Em fevereiro de 1858, na vila francesa de Lourdes, a menina Bernadete Soubirous, então com 14 anos, viu a primeira de uma série de 18 aparições da Virgem Maria. Reconhecidas pela Igreja, as aparições transformaram o lugar num dos principais pontos de peregrinação católica no mundo. De saúde frágil, Bernadete tornou-se freira e depois de sua morte, com apenas 35 anos, foi canonizada. A jovem foi tema de um diálogo do escritor francês André Malraux com Pablo Picasso, no qual Malraux conta ao pintor espanhol que, no convento, Bernadete foi apresentada a todo tipo de imagens da Virgem, mas não reconhecia em nenhuma delas a que tinha visto na gruta de Lourdes. Enquanto o bispo chamado à clausura folheava álbuns com algumas das imagens mais conhecidas da mãe de Jesus, surgiu ao acaso A Virgem de Cambrai. “Bernadete se levanta, com os olhos arregalados, ajoelha-se: ‘É esta, monsenhor!’”, escreve Malraux.
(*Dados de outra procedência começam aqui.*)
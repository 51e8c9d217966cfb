// Copyright 2025 the Pixelpen Authors
// SPDX-License-Identifier: Apache-2.0

//! Raster brushes: dab placement, brush kinds and mirrored strokes

mod affected_area;
mod angle;
mod dabs;
mod history;
mod kinds;
mod settings;
mod spacing;
mod symmetry;
mod timer;

pub use affected_area::AffectedArea;
pub use angle::AngleSettings;
pub use dabs::LinearDabs;
pub use history::StrokeHistory;
pub use kinds::{AnyBrush, Brush, BrushContext, BrushKind, ConnectBrush, DabsBrush, SprayBrush, StrokeBrush};
pub use settings::DabsBrushSettings;
pub use spacing::Spacing;
pub use symmetry::{MAX_SYMMETRY_BRUSHES, Symmetry, SymmetryBrush};
pub use timer::StrokeTimer;

use kurbo::Point;

/// One stamp of the brush shape
#[derive(Debug, Clone, Copy, PartialEq)]
pub struct Dab {
    pub pos: Point,
    pub radius: f64,
    /// Rotation in radians
    pub angle: f64,
}

/// Where brushes put their marks
pub trait PaintTarget {
    fn put_dab(&mut self, dab: Dab);

    fn draw_line(&mut self, from: Point, to: Point, radius: f64);
}

#[derive(Debug, Clone, Copy, PartialEq)]
pub enum Mark {
    Dab(Dab),
    Line { from: Point, to: Point, radius: f64 },
}

/// A paint target that keeps every mark
#[derive(Debug, Clone, Default)]
pub struct MarkRecorder {
    pub marks: Vec<Mark>,
}

impl MarkRecorder {
    pub fn new() -> Self {
        Self::default()
    }

    pub fn dab_count(&self) -> usize {
        self.marks.iter().filter(|m| matches!(m, Mark::Dab(_))).count()
    }

    pub fn line_count(&self) -> usize {
        self.marks.len() - self.dab_count()
    }
}

impl PaintTarget for MarkRecorder {
    fn put_dab(&mut self, dab: Dab) {
        self.marks.push(Mark::Dab(dab));
    }

    fn draw_line(&mut self, from: Point, to: Point, radius: f64) {
        self.marks.push(Mark::Line { from, to, radius });
    }
}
A imagem identificada pela jovem havia sido levada a Roma em 1440 pelo cônego da vila francesa de Cambrai. Era um quadro da Santa Virgem que fora conservado em Constantinopla e cuja autoria, segundo a tradição, é do evangelista Lucas.

A história abre o fascinante O ícone – Uma escola do olhar, do francês Jean-Yves Leloup, que acaba de ser lançado pela Editora Unesp e traz na capa a imagem de Cambrai. Psicólogo, filósofo e teólogo, Leloup tem o que ele mesmo chama de uma longa “itinerrância”, num roteiro que já o fez de ateu a monge dominicano e, atualmente, padre da Igreja Ortodoxa. Leloup já traduziu os evangelhos apócrifos de Tomé e Maria e tem outros títulos publicados no Brasil pela Editora Vozes, como Além da luz e sombra – Sobre o viver, o morrer e o ser e O corpo e seus símbolos. “Por que Bernadete, a vidente, ela que afirma ter visto a Virgem, recusa todas as formas de representação, até mesmo aquelas que consideramos as mais belas e mais aptas a despertar o sentimento religioso (Rafael, Murillo)? Será que a mulher que ‘apareceu’ para Bernadete teria lhe aberto os olhos a um outro olhar? Teria lhe permitido entrar nesse mundo de onde os sábios e profetas sorvem as imagens significantes por meio das quais transmitem seus ensinamentos?”, pergunta o autor.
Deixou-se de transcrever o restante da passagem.